*What you will do:* Go line by line through the entries below and count those containing the string "GroupStore"; give only the count.

*** Exercise input Section Begins ***

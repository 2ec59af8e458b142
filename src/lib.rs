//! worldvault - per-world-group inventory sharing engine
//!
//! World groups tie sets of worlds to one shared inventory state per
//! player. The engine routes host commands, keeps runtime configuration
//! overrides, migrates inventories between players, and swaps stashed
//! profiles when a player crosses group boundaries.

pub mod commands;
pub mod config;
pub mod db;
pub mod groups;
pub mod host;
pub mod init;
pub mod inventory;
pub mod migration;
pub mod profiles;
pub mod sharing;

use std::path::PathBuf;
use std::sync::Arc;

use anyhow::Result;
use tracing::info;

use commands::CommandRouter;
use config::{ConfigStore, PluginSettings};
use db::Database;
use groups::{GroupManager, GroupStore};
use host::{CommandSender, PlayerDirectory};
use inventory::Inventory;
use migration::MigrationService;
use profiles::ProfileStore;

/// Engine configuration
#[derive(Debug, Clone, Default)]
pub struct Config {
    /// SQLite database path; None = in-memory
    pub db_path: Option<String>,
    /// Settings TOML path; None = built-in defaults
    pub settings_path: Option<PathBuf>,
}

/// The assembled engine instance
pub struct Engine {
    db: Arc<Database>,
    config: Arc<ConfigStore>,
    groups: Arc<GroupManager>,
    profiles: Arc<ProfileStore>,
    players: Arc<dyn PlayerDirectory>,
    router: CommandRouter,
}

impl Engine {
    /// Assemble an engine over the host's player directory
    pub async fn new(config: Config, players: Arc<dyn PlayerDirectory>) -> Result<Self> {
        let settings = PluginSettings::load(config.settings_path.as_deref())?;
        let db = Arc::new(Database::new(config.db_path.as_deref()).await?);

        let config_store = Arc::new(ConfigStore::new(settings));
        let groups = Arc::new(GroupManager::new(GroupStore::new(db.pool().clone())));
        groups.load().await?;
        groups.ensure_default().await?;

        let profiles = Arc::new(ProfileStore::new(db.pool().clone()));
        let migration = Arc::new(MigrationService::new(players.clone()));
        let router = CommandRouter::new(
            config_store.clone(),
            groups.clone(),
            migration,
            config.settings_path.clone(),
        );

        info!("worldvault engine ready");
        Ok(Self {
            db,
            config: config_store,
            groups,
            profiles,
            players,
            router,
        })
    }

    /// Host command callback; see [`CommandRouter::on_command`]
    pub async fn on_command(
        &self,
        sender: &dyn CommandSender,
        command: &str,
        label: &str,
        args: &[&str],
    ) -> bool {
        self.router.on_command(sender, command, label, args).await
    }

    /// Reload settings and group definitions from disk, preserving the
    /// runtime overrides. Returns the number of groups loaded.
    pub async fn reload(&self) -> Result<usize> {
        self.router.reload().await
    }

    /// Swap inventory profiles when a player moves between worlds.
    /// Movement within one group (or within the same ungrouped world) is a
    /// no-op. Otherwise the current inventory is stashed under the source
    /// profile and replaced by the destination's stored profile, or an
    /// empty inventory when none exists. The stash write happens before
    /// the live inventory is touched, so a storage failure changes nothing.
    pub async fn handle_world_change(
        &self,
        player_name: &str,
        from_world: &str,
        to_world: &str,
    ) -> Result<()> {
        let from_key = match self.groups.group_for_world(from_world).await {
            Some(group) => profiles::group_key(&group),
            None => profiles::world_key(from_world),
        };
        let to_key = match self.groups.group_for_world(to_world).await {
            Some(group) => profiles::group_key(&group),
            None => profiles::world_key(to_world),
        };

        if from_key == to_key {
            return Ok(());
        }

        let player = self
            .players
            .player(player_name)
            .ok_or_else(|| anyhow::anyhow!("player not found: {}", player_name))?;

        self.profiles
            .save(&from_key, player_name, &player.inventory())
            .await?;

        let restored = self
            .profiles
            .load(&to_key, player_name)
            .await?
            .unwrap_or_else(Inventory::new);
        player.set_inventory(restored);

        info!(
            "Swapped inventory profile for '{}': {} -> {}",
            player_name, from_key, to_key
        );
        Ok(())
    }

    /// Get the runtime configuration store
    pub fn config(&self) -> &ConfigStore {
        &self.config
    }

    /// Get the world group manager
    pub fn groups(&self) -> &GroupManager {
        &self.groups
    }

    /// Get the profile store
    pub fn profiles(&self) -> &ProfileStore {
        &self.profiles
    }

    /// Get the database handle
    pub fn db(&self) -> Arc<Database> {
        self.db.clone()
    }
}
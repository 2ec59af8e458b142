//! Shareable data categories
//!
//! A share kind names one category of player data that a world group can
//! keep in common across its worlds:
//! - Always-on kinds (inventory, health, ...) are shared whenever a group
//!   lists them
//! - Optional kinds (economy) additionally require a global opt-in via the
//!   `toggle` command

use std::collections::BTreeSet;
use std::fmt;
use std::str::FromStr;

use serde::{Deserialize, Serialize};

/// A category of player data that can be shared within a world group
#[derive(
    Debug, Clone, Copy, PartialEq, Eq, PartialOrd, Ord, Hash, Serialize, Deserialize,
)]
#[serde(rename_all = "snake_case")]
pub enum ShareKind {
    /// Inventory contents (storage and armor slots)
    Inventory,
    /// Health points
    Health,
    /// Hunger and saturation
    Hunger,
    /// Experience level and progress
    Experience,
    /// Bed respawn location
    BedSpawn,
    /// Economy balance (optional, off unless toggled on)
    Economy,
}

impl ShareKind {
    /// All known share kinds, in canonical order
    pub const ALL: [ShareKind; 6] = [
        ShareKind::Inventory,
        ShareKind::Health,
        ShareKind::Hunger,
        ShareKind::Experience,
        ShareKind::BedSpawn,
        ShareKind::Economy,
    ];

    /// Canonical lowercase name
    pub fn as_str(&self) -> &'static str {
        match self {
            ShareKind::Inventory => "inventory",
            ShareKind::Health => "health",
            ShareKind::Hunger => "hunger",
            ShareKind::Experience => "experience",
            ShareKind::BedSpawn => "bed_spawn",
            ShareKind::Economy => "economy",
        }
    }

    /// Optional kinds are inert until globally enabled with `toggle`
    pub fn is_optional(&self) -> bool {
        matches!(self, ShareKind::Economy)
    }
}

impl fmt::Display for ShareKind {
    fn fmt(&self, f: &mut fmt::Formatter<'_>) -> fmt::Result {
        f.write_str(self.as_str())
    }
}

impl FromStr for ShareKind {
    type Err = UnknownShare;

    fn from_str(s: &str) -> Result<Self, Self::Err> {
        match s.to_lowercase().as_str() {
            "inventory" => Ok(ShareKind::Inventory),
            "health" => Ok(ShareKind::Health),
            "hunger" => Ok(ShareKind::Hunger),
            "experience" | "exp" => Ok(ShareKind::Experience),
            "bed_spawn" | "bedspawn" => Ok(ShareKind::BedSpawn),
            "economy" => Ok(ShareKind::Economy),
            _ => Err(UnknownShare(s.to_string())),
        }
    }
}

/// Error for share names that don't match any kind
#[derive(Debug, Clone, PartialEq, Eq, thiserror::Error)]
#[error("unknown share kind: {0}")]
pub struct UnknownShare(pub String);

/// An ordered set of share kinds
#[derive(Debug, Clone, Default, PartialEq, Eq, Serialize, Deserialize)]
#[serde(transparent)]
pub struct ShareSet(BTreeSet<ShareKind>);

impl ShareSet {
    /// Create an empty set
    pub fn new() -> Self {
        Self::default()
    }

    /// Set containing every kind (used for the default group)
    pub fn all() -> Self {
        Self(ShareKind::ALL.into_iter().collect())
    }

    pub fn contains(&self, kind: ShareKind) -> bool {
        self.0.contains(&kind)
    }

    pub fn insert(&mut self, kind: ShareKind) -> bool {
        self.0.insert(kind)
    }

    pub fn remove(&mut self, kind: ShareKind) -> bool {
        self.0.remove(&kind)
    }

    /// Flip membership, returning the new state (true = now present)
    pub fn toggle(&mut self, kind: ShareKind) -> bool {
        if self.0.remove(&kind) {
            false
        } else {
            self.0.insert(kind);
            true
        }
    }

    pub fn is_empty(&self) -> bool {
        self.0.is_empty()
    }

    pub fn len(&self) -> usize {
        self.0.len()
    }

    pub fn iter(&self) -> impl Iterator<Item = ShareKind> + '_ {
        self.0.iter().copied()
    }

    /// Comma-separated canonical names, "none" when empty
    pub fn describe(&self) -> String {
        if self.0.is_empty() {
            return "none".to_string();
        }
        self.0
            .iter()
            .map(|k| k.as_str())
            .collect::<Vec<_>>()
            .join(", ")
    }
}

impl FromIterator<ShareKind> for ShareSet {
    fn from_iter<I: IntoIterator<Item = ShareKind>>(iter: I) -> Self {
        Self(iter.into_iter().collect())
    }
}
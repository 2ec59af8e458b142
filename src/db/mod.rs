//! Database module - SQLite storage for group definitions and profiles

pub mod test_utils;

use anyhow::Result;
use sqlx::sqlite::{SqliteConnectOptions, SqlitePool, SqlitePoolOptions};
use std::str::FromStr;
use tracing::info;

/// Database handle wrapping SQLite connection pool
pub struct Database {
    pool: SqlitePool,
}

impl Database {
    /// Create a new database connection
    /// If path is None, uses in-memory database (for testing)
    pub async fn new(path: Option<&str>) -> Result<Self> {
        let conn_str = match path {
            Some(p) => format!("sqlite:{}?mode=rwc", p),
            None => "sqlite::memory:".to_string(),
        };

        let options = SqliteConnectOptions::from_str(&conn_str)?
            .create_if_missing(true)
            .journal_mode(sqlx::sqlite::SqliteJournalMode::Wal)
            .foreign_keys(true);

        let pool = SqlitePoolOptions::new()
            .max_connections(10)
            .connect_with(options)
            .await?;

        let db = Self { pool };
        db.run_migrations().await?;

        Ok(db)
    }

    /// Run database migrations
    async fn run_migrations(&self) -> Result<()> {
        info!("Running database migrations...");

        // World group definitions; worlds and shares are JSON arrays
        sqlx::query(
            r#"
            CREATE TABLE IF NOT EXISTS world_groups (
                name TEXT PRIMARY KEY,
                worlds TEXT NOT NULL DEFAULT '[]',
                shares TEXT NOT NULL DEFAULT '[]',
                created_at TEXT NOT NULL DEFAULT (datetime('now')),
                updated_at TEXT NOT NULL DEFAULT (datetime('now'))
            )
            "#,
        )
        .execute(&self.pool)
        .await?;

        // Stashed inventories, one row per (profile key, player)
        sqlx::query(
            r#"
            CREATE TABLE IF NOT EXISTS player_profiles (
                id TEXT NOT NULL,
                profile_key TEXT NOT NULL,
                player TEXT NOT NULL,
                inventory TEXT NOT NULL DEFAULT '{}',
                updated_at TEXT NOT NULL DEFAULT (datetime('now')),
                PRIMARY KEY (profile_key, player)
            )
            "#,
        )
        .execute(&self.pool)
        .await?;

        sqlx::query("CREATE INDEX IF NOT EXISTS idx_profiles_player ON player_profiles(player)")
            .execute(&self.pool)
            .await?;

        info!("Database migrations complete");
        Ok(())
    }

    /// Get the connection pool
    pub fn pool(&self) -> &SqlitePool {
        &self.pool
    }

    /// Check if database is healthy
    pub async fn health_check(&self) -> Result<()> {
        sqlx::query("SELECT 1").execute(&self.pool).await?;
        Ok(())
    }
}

*** Exercise input Section Ends ***
*** Exercise input Section Begins ***

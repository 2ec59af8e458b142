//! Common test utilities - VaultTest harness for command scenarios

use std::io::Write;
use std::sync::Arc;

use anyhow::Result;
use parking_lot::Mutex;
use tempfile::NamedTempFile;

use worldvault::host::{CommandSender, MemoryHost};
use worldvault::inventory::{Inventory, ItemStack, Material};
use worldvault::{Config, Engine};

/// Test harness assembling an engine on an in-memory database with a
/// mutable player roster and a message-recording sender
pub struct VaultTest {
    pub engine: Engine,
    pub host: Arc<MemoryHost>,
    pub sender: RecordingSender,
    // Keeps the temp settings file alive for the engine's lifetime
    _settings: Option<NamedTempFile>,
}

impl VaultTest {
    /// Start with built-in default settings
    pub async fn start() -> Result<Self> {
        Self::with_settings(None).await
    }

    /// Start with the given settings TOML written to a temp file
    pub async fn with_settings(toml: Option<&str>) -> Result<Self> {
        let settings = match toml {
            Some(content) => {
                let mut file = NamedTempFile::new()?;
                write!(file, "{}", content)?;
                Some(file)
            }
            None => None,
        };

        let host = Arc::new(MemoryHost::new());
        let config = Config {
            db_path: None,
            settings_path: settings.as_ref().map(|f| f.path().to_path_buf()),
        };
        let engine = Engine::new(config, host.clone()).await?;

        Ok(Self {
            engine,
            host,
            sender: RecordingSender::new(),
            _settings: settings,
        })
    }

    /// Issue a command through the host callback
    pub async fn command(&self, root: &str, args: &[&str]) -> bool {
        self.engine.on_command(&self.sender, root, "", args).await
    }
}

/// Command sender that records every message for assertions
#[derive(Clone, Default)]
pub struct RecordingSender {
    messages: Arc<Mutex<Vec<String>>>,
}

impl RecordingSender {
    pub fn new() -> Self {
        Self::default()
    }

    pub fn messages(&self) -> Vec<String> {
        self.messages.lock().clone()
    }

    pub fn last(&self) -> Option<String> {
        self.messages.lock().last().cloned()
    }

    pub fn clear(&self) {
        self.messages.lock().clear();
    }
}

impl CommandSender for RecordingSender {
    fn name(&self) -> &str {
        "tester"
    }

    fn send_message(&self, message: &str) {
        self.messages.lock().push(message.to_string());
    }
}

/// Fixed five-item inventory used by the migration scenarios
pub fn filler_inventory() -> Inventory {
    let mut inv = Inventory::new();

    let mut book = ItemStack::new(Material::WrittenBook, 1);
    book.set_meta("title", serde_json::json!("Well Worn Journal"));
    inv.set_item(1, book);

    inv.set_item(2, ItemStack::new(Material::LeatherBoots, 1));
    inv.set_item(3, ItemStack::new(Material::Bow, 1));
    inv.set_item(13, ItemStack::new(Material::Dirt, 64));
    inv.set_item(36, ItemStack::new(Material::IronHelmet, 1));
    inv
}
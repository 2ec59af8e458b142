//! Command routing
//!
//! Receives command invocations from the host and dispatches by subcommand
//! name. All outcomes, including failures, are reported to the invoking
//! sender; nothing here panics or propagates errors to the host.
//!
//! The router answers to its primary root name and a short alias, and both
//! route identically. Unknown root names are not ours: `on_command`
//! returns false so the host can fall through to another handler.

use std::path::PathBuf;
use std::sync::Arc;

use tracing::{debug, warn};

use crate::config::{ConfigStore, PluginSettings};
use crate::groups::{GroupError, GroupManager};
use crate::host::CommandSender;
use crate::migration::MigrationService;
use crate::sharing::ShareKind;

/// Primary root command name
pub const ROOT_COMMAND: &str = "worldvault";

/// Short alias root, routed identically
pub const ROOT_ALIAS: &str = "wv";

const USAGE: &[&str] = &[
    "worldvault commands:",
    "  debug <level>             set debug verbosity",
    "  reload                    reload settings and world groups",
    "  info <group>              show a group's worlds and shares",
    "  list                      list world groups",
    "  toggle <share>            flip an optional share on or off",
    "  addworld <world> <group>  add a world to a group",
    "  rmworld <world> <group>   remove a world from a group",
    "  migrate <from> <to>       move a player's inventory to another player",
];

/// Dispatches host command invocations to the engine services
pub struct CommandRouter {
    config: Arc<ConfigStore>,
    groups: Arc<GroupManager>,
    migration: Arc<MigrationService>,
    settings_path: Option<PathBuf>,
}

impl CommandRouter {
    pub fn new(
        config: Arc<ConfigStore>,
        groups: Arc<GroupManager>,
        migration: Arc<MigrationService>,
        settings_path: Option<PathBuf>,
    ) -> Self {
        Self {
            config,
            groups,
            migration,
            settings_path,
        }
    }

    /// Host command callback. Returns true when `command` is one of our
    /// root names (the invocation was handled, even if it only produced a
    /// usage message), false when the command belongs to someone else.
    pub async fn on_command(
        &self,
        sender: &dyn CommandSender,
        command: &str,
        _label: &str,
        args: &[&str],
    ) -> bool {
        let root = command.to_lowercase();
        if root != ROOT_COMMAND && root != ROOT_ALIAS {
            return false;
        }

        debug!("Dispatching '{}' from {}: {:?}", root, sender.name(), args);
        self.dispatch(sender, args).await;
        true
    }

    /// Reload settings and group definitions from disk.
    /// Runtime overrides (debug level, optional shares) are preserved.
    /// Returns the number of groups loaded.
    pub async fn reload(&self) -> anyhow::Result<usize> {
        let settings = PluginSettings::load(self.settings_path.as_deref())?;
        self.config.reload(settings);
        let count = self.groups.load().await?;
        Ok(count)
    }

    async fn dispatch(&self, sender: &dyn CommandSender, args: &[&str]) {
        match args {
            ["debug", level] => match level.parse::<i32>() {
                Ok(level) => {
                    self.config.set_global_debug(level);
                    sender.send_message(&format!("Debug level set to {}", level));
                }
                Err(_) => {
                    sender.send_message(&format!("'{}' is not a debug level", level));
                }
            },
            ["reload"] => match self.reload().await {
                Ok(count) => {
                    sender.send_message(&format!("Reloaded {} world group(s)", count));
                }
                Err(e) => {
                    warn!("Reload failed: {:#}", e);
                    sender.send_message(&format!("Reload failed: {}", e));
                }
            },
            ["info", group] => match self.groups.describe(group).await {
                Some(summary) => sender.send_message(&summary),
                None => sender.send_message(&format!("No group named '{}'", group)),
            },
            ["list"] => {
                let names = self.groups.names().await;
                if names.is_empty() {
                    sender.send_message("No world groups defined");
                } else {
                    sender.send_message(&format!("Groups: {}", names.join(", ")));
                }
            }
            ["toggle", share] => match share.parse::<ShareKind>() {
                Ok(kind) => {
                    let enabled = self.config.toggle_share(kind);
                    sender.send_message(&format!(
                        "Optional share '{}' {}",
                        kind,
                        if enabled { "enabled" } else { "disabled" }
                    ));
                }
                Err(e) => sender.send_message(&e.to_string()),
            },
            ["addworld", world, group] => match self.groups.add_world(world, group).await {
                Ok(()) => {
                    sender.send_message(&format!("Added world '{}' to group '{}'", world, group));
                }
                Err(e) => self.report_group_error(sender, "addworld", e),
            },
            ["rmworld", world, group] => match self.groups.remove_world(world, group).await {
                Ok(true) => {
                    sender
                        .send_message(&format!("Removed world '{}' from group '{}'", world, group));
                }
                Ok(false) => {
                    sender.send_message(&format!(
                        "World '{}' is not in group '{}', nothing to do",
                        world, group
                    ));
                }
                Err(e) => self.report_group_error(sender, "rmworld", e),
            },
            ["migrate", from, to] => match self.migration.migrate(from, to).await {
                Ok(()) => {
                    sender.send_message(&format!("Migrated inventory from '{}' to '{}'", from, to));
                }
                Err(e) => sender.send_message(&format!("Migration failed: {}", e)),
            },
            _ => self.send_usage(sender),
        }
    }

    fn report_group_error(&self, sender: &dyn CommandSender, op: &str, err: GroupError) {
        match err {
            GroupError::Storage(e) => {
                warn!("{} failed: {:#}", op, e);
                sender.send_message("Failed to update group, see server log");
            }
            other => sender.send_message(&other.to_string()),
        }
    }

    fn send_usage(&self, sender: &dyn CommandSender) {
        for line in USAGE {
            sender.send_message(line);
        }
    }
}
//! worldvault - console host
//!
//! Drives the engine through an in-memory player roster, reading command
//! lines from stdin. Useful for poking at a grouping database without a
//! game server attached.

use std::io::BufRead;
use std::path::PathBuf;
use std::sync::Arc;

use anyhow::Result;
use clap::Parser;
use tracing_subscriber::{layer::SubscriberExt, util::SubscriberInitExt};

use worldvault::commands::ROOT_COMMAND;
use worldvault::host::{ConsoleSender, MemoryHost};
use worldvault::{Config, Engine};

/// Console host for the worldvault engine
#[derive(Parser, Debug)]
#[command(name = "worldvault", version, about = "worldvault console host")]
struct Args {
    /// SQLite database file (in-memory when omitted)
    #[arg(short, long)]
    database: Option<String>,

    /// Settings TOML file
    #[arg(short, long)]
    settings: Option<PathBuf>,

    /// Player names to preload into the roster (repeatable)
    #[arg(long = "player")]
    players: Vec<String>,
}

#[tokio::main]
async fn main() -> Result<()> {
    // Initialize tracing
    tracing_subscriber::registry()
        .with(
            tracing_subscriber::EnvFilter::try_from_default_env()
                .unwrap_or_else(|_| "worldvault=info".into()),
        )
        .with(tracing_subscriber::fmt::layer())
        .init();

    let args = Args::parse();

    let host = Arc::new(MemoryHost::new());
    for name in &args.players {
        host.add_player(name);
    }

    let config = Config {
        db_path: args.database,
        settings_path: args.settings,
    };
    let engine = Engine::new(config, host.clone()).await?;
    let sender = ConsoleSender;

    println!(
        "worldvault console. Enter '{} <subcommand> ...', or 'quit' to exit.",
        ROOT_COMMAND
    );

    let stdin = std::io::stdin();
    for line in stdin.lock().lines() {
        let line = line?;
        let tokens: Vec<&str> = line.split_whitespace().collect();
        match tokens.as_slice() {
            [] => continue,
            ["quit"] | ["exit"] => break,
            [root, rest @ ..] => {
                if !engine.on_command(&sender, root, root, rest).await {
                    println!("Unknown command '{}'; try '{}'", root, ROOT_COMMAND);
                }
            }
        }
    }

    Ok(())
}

*** Exercise input Section Ends ***

*Solution to the problem:* 2